[Opening INPUT FOR THIS TASK section]

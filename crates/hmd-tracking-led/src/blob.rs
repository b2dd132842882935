//! Connected bright regions as delivered by the blob extractor.

use nalgebra::Point2;
use serde::{Deserialize, Serialize};

use crate::params::LedIdentifierParams;

/// One blob in image pixels.
#[derive(Clone, Copy, Debug, PartialEq, Serialize, Deserialize)]
pub struct Blob {
    /// Intensity-weighted center.
    pub centroid: Point2<f64>,
    pub pixel_count: u32,
    /// Inclusive bounding box corner with the smallest coordinates.
    pub bbox_min: [u32; 2],
    /// Inclusive bounding box corner with the largest coordinates.
    pub bbox_max: [u32; 2],
}

impl Blob {
    pub fn new(centroid: Point2<f64>, pixel_count: u32, bbox_min: [u32; 2], bbox_max: [u32; 2]) -> Self {
        Self {
            centroid,
            pixel_count,
            bbox_min,
            bbox_max,
        }
    }

    /// A blob filling the disc of `radius` around `centroid`, with the pixel
    /// count of that disc and its square bounding box.
    pub fn disc(centroid: Point2<f64>, radius: u32) -> Self {
        let r = radius as f64;
        let pixel_count = (std::f64::consts::PI * r * r).round().max(1.0) as u32;
        let cx = centroid.x.round().max(0.0) as u32;
        let cy = centroid.y.round().max(0.0) as u32;
        Self {
            centroid,
            pixel_count,
            bbox_min: [cx.saturating_sub(radius), cy.saturating_sub(radius)],
            bbox_max: [cx + radius, cy + radius],
        }
    }

    pub fn width(&self) -> u32 {
        self.bbox_max[0].saturating_sub(self.bbox_min[0]) + 1
    }

    pub fn height(&self) -> u32 {
        self.bbox_max[1].saturating_sub(self.bbox_min[1]) + 1
    }

    /// Whether the blob is plausibly a single round LED image: large enough,
    /// near-square bounding box, and mostly filled.
    pub fn is_circular(&self, params: &LedIdentifierParams) -> bool {
        if self.pixel_count < params.min_blob_pixels {
            return false;
        }
        let w = self.width() as f64;
        let h = self.height() as f64;
        if w > params.max_aspect * h || h > params.max_aspect * w {
            return false;
        }
        self.pixel_count as f64 >= params.min_fill * w * h
    }
}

[Closing INPUT FOR THIS TASK section]

### TASK
Exactly as they appear, write out the lines from the one containing "let w = self.width() as f64;" through the final line of the entries above, both included.

### PROBLEM SOLUTION
        let w = self.width() as f64;
        let h = self.height() as f64;
        if w > params.max_aspect * h || h > params.max_aspect * w {
            return false;
        }
        self.pixel_count as f64 >= params.min_fill * w * h
    }
}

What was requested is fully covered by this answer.